You will need the St Lawrence River user map active in order to view the saved game.
http://itsalljunk.com/smr/097.SMRailroadsSavedGame
itsalljunk.com is my domain and server where I put stuff for downloading. It's not a trap.
What this also prompted me to do is something I've wanted to do since SMR first arrived. Write a utility that can edit saved demo files. The main reason for this is to fix up scars in the landscape from changing laid tracks. The map TGA is stored in the saved file, both as it's original form and the modified one from laying tracks etc. The map data is not in 24bit color depth as the source map file is, but 8bit color depth. Makes them much smaller.
So that's quite useful for me as I can fix up the scars and textures to make it bewtiful again.
Scars be gone!
Before
After
A little grass between the tracks.
Before
After
It's especially nice to fix up where bridges meet the land.
I could have just written a tool to extract the TGA data but I've decided to decipher the saved game format as much as can be discovered as useful. Like a starting balance of $10,000,000 ; ) Or changing the starting year to 1800, but you need at least one train from that era set in the respective .xml file.

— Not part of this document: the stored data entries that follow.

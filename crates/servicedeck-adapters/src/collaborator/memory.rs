//! In-memory data backend for tests and the offline demo.

use std::sync::{Arc, RwLock, RwLockReadGuard, RwLockWriteGuard};

use async_trait::async_trait;
use chrono::Utc;
use tracing::debug;
use uuid::Uuid;

use servicedeck_core::{
    application::{ApplicationError, CollaboratorOperation, ListResponse, ServiceCollaborator},
    domain::{NewService, ServiceId, ServiceRecord},
    error::DeckResult,
};

/// Thread-safe in-memory service collection.
///
/// Keeps insertion order, assigns UUID v4 ids, and can be told to fail in
/// the ways a real backend does.
#[derive(Clone, Default)]
pub struct InMemoryCollaborator {
    inner: Arc<RwLock<Inner>>,
}

#[derive(Default)]
struct Inner {
    records: Vec<ServiceRecord>,
    faults: Faults,
}

#[derive(Default)]
struct Faults {
    offline: bool,
    /// Zero-based index of the create call that fails.
    fail_create_at: Option<usize>,
    creates_seen: usize,
    fail_deletes: bool,
    list_errors: Vec<String>,
}

impl InMemoryCollaborator {
    /// Create a new empty backend.
    pub fn new() -> Self {
        Self::default()
    }

    /// Create a backend pre-populated with raw records.
    pub fn with_records(records: Vec<ServiceRecord>) -> Self {
        let backend = Self::new();
        if let Ok(mut inner) = backend.inner.write() {
            inner.records = records;
        }
        backend
    }

    /// Store a raw record as-is, bypassing validation (e.g. one with no title).
    pub fn insert_raw(&self, record: ServiceRecord) -> DeckResult<()> {
        self.write()?.records.push(record);
        Ok(())
    }

    /// Every call fails with a transport error while set.
    pub fn set_offline(&self, offline: bool) -> DeckResult<()> {
        self.write()?.faults.offline = offline;
        Ok(())
    }

    /// Make the create call with this zero-based index fail.
    pub fn fail_create_at(&self, index: usize) -> DeckResult<()> {
        let mut inner = self.write()?;
        inner.faults.fail_create_at = Some(index);
        inner.faults.creates_seen = 0;
        Ok(())
    }

    pub fn fail_deletes(&self, fail: bool) -> DeckResult<()> {
        self.write()?.faults.fail_deletes = fail;
        Ok(())
    }

    /// Report this error alongside every listing.
    pub fn push_list_error(&self, message: impl Into<String>) -> DeckResult<()> {
        self.write()?.faults.list_errors.push(message.into());
        Ok(())
    }

    /// Snapshot of the stored records (testing helper).
    pub fn records(&self) -> Vec<ServiceRecord> {
        self.read().map(|i| i.records.clone()).unwrap_or_default()
    }

    pub fn len(&self) -> usize {
        self.read().map(|i| i.records.len()).unwrap_or(0)
    }

    pub fn is_empty(&self) -> bool {
        self.len() == 0
    }

    /// Remove every record and reset injected faults.
    pub fn clear(&self) -> DeckResult<()> {
        let mut inner = self.write()?;
        inner.records.clear();
        inner.faults = Faults::default();
        Ok(())
    }

    fn read(&self) -> DeckResult<RwLockReadGuard<'_, Inner>> {
        self.inner
            .read()
            .map_err(|_| ApplicationError::StoreLockError.into())
    }

    fn write(&self) -> DeckResult<RwLockWriteGuard<'_, Inner>> {
        self.inner
            .write()
            .map_err(|_| ApplicationError::StoreLockError.into())
    }
}

fn offline(operation: CollaboratorOperation) -> servicedeck_core::error::DeckError {
    ApplicationError::transport(operation, "backend unreachable").into()
}

#[async_trait]
impl ServiceCollaborator for InMemoryCollaborator {
    async fn list(&self) -> DeckResult<ListResponse> {
        let inner = self.read()?;
        if inner.faults.offline {
            return Err(offline(CollaboratorOperation::List));
        }

        Ok(ListResponse {
            items: inner.records.clone(),
            errors: inner.faults.list_errors.clone(),
        })
    }

    async fn create(&self, draft: NewService) -> DeckResult<ServiceRecord> {
        let mut inner = self.write()?;
        if inner.faults.offline {
            return Err(offline(CollaboratorOperation::Create));
        }

        let index = inner.faults.creates_seen;
        inner.faults.creates_seen += 1;
        if inner.faults.fail_create_at == Some(index) {
            return Err(ApplicationError::rejected(
                CollaboratorOperation::Create,
                format!("create #{index} rejected"),
            )
            .into());
        }

        let now = Utc::now();
        let record = ServiceRecord {
            id: Uuid::new_v4().to_string(),
            title: Some(draft.title),
            description: Some(draft.description),
            created_at: Some(now),
            updated_at: Some(now),
        };
        debug!(id = %record.id, "Record created");
        inner.records.push(record.clone());

        Ok(record)
    }

    async fn delete(&self, id: &ServiceId) -> DeckResult<()> {
        let mut inner = self.write()?;
        if inner.faults.offline {
            return Err(offline(CollaboratorOperation::Delete));
        }
        if inner.faults.fail_deletes {
            return Err(
                ApplicationError::rejected(CollaboratorOperation::Delete, "delete rejected").into(),
            );
        }

        let position = inner
            .records
            .iter()
            .position(|r| r.id == id.as_str())
            .ok_or_else(|| ApplicationError::ServiceNotFound { id: id.to_string() })?;
        inner.records.remove(position);

        debug!(%id, "Record deleted");
        Ok(())
    }
}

Anyway, it's a work in progress and I'm a decent way through the saved game file, which is quite complex. A lot of variable length data and data structures, just to make it harder. I plan to put in it a simple graphic editor feature for the map data. At the moment I extract the maps manually and edit them in Photoshop, then put them back in. It's tedious.

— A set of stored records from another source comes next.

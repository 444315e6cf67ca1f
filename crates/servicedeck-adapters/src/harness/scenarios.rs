//! The end-to-end suite run against a live screen.
//!
//! The first three scenarios reproduce the device-farm checks: the primary
//! control raises a confirmation, and the secondary control and section label
//! resolve by accessibility identifier. The last two cover seeding and
//! removal through the grid.

use std::time::{Duration, Instant};

use tracing::{info, warn};

use servicedeck_core::application::{ServiceCollaborator, view::accessibility};

use super::{HarnessError, UiDriver};

pub const GET_STARTED: &str = "should display and click the Get Started button";
pub const LEARN_MORE: &str = "should show a Learn More Button";
pub const SERVICES_LABEL: &str = "should show a Our Services Label";
pub const SEED_CATALOG: &str = "should seed the service catalog with glyphs";
pub const REMOVE_CARD: &str = "should remove a selected service card";

#[derive(Debug)]
pub struct ScenarioOutcome {
    pub name: &'static str,
    pub result: Result<(), HarnessError>,
    pub elapsed: Duration,
}

impl ScenarioOutcome {
    pub fn passed(&self) -> bool {
        self.result.is_ok()
    }
}

#[derive(Debug, Default)]
pub struct ScenarioReport {
    pub outcomes: Vec<ScenarioOutcome>,
}

impl ScenarioReport {
    pub fn passed(&self) -> usize {
        self.outcomes.iter().filter(|o| o.passed()).count()
    }

    pub fn failed(&self) -> usize {
        self.outcomes.len() - self.passed()
    }

    pub fn is_success(&self) -> bool {
        self.failed() == 0
    }
}

/// Press "Get Started", read the alert, accept it.
pub async fn get_started_shows_confirmation(driver: &UiDriver) -> Result<(), HarnessError> {
    let button = driver
        .find(&format!("~{}", accessibility::PRIMARY_ACTION))
        .await?;
    driver.click(&button).await?;

    let text = driver.alert_text()?;
    if !text.contains("Pressed") {
        return Err(HarnessError::AssertionFailed(format!(
            "alert text '{}' does not mention 'Pressed'",
            text
        )));
    }
    driver.accept_alert()
}

pub async fn learn_more_is_present(driver: &UiDriver) -> Result<(), HarnessError> {
    resolves(driver, accessibility::SECONDARY_ACTION).await
}

pub async fn services_label_is_present(driver: &UiDriver) -> Result<(), HarnessError> {
    resolves(driver, accessibility::SECTION_LABEL).await
}

/// Press "Learn More" and expect one card per catalog entry, each with the
/// first character of its title as glyph.
pub async fn learn_more_seeds_catalog(driver: &UiDriver) -> Result<(), HarnessError> {
    let before = driver.cards()?.len();
    let catalog = driver.screen().catalog().to_vec();

    let button = driver
        .find(&format!("~{}", accessibility::SECONDARY_ACTION))
        .await?;
    driver.click(&button).await?;

    let cards = driver.wait_for_card_count(before + catalog.len()).await?;
    for entry in &catalog {
        let expected = entry
            .title
            .chars()
            .next()
            .map(String::from)
            .unwrap_or_default();

        let card = cards
            .iter()
            .find(|c| c.title == entry.title)
            .ok_or_else(|| {
                HarnessError::AssertionFailed(format!("no card titled '{}'", entry.title))
            })?;
        if card.glyph != expected {
            return Err(HarnessError::AssertionFailed(format!(
                "card '{}' shows glyph '{}', expected '{}'",
                card.title, card.glyph, expected
            )));
        }
    }
    Ok(())
}

/// Tap the first card, expect it gone from the grid and from the backend.
pub async fn selecting_card_removes_it(
    driver: &UiDriver,
    backend: &dyn ServiceCollaborator,
) -> Result<(), HarnessError> {
    let before = driver.cards()?.len();
    if before == 0 {
        return Err(HarnessError::AssertionFailed(
            "grid is empty, nothing to remove".into(),
        ));
    }

    let removed = driver.select_card(0).await?;
    let cards = driver.wait_for_card_count(before - 1).await?;
    if cards.iter().any(|c| c.service_id == removed.service_id) {
        return Err(HarnessError::AssertionFailed(format!(
            "card '{}' still shown",
            removed.title
        )));
    }

    let listed = backend.list().await?;
    if listed.items.iter().any(|r| r.id == removed.service_id.as_str()) {
        return Err(HarnessError::AssertionFailed(format!(
            "backend still lists '{}'",
            removed.service_id
        )));
    }
    Ok(())
}

/// Run every scenario in order, each bounded by the scenario timeout.
///
/// A failing scenario does not stop the suite; an alert it left open is
/// accepted before the next one starts.
pub async fn run_suite(driver: &UiDriver, backend: &dyn ServiceCollaborator) -> ScenarioReport {
    let mut report = ScenarioReport::default();

    record(&mut report, driver, GET_STARTED, get_started_shows_confirmation(driver)).await;
    record(&mut report, driver, LEARN_MORE, learn_more_is_present(driver)).await;
    record(&mut report, driver, SERVICES_LABEL, services_label_is_present(driver)).await;
    record(&mut report, driver, SEED_CATALOG, learn_more_seeds_catalog(driver)).await;
    record(
        &mut report,
        driver,
        REMOVE_CARD,
        selecting_card_removes_it(driver, backend),
    )
    .await;

    info!(
        passed = report.passed(),
        failed = report.failed(),
        "Suite finished"
    );
    report
}

async fn record<Fut>(report: &mut ScenarioReport, driver: &UiDriver, name: &'static str, scenario: Fut)
where
    Fut: std::future::Future<Output = Result<(), HarnessError>>,
{
    let started = Instant::now();
    let result = driver.run_scenario(name, scenario).await;

    if let Err(e) = &result {
        warn!(scenario = name, error = %e, "Scenario failed");
        let _ = driver.accept_alert();
    }

    report.outcomes.push(ScenarioOutcome {
        name,
        result,
        elapsed: started.elapsed(),
    });
}

async fn resolves(driver: &UiDriver, id: &str) -> Result<(), HarnessError> {
    let element = driver.find(&format!("~{}", id)).await?;
    if element.element_id().is_empty() {
        return Err(HarnessError::AssertionFailed(format!(
            "~{} resolved without an element id",
            id
        )));
    }
    Ok(())
}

The saved game above is about 80 hours of work. I stopped there because it was making the game engine groan a little. Deleting or adding track would invoke a 1 second 'halt' while it updated it's internal routes etc.
I worked strictly to the type of station used with the 3 track limitation.
You'll also see I made Montreal island just that little bit bigger as all the tracks I have running through it was pushing houses into the water.
Anyway, hope you enjoy it, if you take a look.
Edit : Just realised in Edge that the images don't load because they're on a non SSL site. Changed the link types.
Like others, I enjoy the efforts of Slider and I'm grateful for the fresh content. Thank you Slider!
Aside from the general challenge of game I like to train table a lot. I get very fussy about curves and level platforms and the like. I thought I'd show some thanks by putting in a huge effort with St Lawrence River.
I've uploaded a saved game if anyone would like to take a look for themselves. I've also made a short 4min vid showing some of the train activity at various points around the map.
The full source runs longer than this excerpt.